--- Records for the exercise ---
*** Block opens ***

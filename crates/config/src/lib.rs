//! Node configuration.
//!
//! Everything a node needs to start comes from `P2P_*` environment
//! variables (or the CLI flags that mirror them). Durations accept `ms`,
//! `s` and `m` suffixes or bare seconds.

use serde::{Deserialize, Serialize};
use sha2::{Digest, Sha256};
use std::net::SocketAddr;
use std::path::PathBuf;
use std::time::Duration;

pub const DEFAULT_RAFT_ADDR: &str = "127.0.0.1:17000";
pub const DEFAULT_HTTP_ADDR: &str = "0.0.0.0:18080";
pub const DEFAULT_APPLY_TIMEOUT: Duration = Duration::from_secs(5);
pub const DEFAULT_JOIN_RETRIES: u32 = 30;
pub const DEFAULT_JOIN_RETRY_DELAY: Duration = Duration::from_secs(1);
pub const DEFAULT_STARTUP_WAIT_LEADER: Duration = Duration::from_secs(4);
pub const DEFAULT_SNAPSHOT_RETAIN: usize = 2;

/// Error types for configuration loading.
#[derive(Debug, thiserror::Error)]
pub enum ConfigError {
    #[error("invalid {name}: {reason}")]
    Invalid { name: String, reason: String },
}

fn invalid(name: &str, reason: impl Into<String>) -> ConfigError {
    ConfigError::Invalid {
        name: name.to_string(),
        reason: reason.into(),
    }
}

/// Full node configuration with protocol defaults.
#[derive(Debug, Clone, Serialize, Deserialize)]
pub struct NodeConfig {
    /// Stable string identity of this node (`P2P_NODE_ID`).
    pub node_id: String,
    /// Reserved bind for a dedicated raft transport (`P2P_RAFT_ADDR`).
    pub raft_addr: String,
    /// HTTP surface bind (`P2P_HTTP_ADDR`).
    pub http_addr: String,
    /// Address peers use to reach this node (`P2P_ADVERTISE_ADDR`); derived
    /// from `http_addr` when unset.
    pub advertise_addr: String,
    /// Persistent store directory (`P2P_DATA_DIR`).
    pub data_dir: PathBuf,
    /// Single-node bootstrap when the stores are pristine (`P2P_BOOTSTRAP`).
    pub bootstrap: bool,
    /// Raft apply timeout (`P2P_APPLY_TIMEOUT`).
    pub apply_timeout: Duration,
    /// Existing cluster to join at startup (`P2P_JOIN_ENDPOINT`).
    pub join_endpoint: Option<String>,
    pub join_retries: u32,
    pub join_retry_delay: Duration,
    /// How long startup blocks until a leader is observable.
    pub startup_wait_leader: Duration,
    /// Raft snapshot files kept on disk (`P2P_SNAPSHOT_RETAIN`).
    pub snapshot_retain: usize,
}

impl Default for NodeConfig {
    fn default() -> Self {
        let node_id = default_node_id();
        Self {
            data_dir: PathBuf::from(format!("tmp/p2pnode/{node_id}")),
            node_id,
            raft_addr: DEFAULT_RAFT_ADDR.to_string(),
            http_addr: DEFAULT_HTTP_ADDR.to_string(),
            advertise_addr: String::new(),
            bootstrap: false,
            apply_timeout: DEFAULT_APPLY_TIMEOUT,
            join_endpoint: None,
            join_retries: DEFAULT_JOIN_RETRIES,
            join_retry_delay: DEFAULT_JOIN_RETRY_DELAY,
            startup_wait_leader: DEFAULT_STARTUP_WAIT_LEADER,
            snapshot_retain: DEFAULT_SNAPSHOT_RETAIN,
        }
    }
}

fn default_node_id() -> String {
    std::env::var("HOSTNAME")
        .ok()
        .filter(|h| !h.trim().is_empty())
        .unwrap_or_else(|| "node-1".to_string())
}

fn env_var(name: &str) -> Option<String> {
    std::env::var(name).ok().filter(|v| !v.trim().is_empty())
}

impl NodeConfig {
    /// Reads the `P2P_*` environment, falling back to defaults.
    pub fn from_env() -> Result<Self, ConfigError> {
        let mut config = Self::default();
        if let Some(node_id) = env_var("P2P_NODE_ID") {
            config.data_dir = PathBuf::from(format!("tmp/p2pnode/{node_id}"));
            config.node_id = node_id;
        }
        if let Some(addr) = env_var("P2P_RAFT_ADDR") {
            config.raft_addr = addr;
        }
        if let Some(addr) = env_var("P2P_HTTP_ADDR") {
            config.http_addr = addr;
        }
        if let Some(addr) = env_var("P2P_ADVERTISE_ADDR") {
            config.advertise_addr = addr;
        }
        if let Some(dir) = env_var("P2P_DATA_DIR") {
            config.data_dir = PathBuf::from(dir);
        }
        if let Some(raw) = env_var("P2P_BOOTSTRAP") {
            config.bootstrap = parse_bool("P2P_BOOTSTRAP", &raw)?;
        }
        if let Some(raw) = env_var("P2P_APPLY_TIMEOUT") {
            config.apply_timeout = parse_duration("P2P_APPLY_TIMEOUT", &raw)?;
        }
        config.join_endpoint = env_var("P2P_JOIN_ENDPOINT");
        if let Some(raw) = env_var("P2P_JOIN_RETRIES") {
            config.join_retries = raw
                .trim()
                .parse()
                .map_err(|_| invalid("P2P_JOIN_RETRIES", "expected an integer"))?;
        }
        if let Some(raw) = env_var("P2P_JOIN_RETRY_DELAY") {
            config.join_retry_delay = parse_duration("P2P_JOIN_RETRY_DELAY", &raw)?;
        }
        if let Some(raw) = env_var("P2P_STARTUP_WAIT_LEADER") {
            config.startup_wait_leader = parse_duration("P2P_STARTUP_WAIT_LEADER", &raw)?;
        }
        if let Some(raw) = env_var("P2P_SNAPSHOT_RETAIN") {
            config.snapshot_retain = raw
                .trim()
                .parse()
                .map_err(|_| invalid("P2P_SNAPSHOT_RETAIN", "expected an integer"))?;
        }
        config.validate()?;
        Ok(config)
    }

    pub fn validate(&self) -> Result<(), ConfigError> {
        if self.node_id.trim().is_empty() {
            return Err(invalid("P2P_NODE_ID", "must not be empty"));
        }
        self.http_addr
            .parse::<SocketAddr>()
            .map_err(|e| invalid("P2P_HTTP_ADDR", e.to_string()))?;
        self.raft_addr
            .parse::<SocketAddr>()
            .map_err(|e| invalid("P2P_RAFT_ADDR", e.to_string()))?;
        if self.apply_timeout.is_zero() {
            return Err(invalid("P2P_APPLY_TIMEOUT", "must be positive"));
        }
        if self.snapshot_retain == 0 {
            return Err(invalid("P2P_SNAPSHOT_RETAIN", "must be at least 1"));
        }
        Ok(())
    }

    /// Numeric raft id: the decimal value of the node id when it parses,
    /// otherwise the first 8 bytes of its SHA-256.
    pub fn raft_id(&self) -> u64 {
        raft_id_for(&self.node_id)
    }

    /// The HTTP base URL peers should use for this node.
    pub fn advertise_url(&self) -> String {
        let addr = if self.advertise_addr.trim().is_empty() {
            // 0.0.0.0 binds are unreachable as-is; advertise loopback.
            self.http_addr.replace("0.0.0.0", "127.0.0.1")
        } else {
            self.advertise_addr.clone()
        };
        if addr.starts_with("http://") || addr.starts_with("https://") {
            addr
        } else {
            format!("http://{addr}")
        }
    }

    pub fn snapshots_dir(&self) -> PathBuf {
        self.data_dir.join("snapshots")
    }

    pub fn raft_log_path(&self) -> PathBuf {
        self.data_dir.join("raft-log.sled")
    }

    pub fn raft_stable_path(&self) -> PathBuf {
        self.data_dir.join("raft-stable.sled")
    }
}

/// Deterministic string-to-raft-id derivation shared by every node.
pub fn raft_id_for(node_id: &str) -> u64 {
    if let Ok(n) = node_id.trim().parse::<u64>() {
        return n;
    }
    let digest = Sha256::digest(node_id.trim().as_bytes());
    u64::from_be_bytes(digest[..8].try_into().expect("8-byte slice"))
}

fn parse_bool(name: &str, raw: &str) -> Result<bool, ConfigError> {
    match raw.trim().to_ascii_lowercase().as_str() {
        "true" | "1" | "yes" => Ok(true),
        "false" | "0" | "no" => Ok(false),
        _ => Err(invalid(name, "expected true or false")),
    }
}

/// Parses `1500ms`, `5s`, `2m` or bare seconds.
pub fn parse_duration(name: &str, raw: &str) -> Result<Duration, ConfigError> {
    let raw = raw.trim();
    let (digits, unit): (&str, &str) = match raw.find(|c: char| !c.is_ascii_digit()) {
        Some(idx) => raw.split_at(idx),
        None => (raw, "s"),
    };
    let value: u64 = digits
        .parse()
        .map_err(|_| invalid(name, format!("bad duration {raw:?}")))?;
    match unit.trim() {
        "ms" => Ok(Duration::from_millis(value)),
        "s" | "" => Ok(Duration::from_secs(value)),
        "m" => Ok(Duration::from_secs(value * 60)),
        other => Err(invalid(name, format!("unknown duration unit {other:?}"))),
    }
}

*** Block closes ***

--- What you have to do ---
Show every line above where "Deserialize" is found.

--- Written solution ---
use serde::{Deserialize, Serialize};
#[derive(Debug, Clone, Serialize, Deserialize)]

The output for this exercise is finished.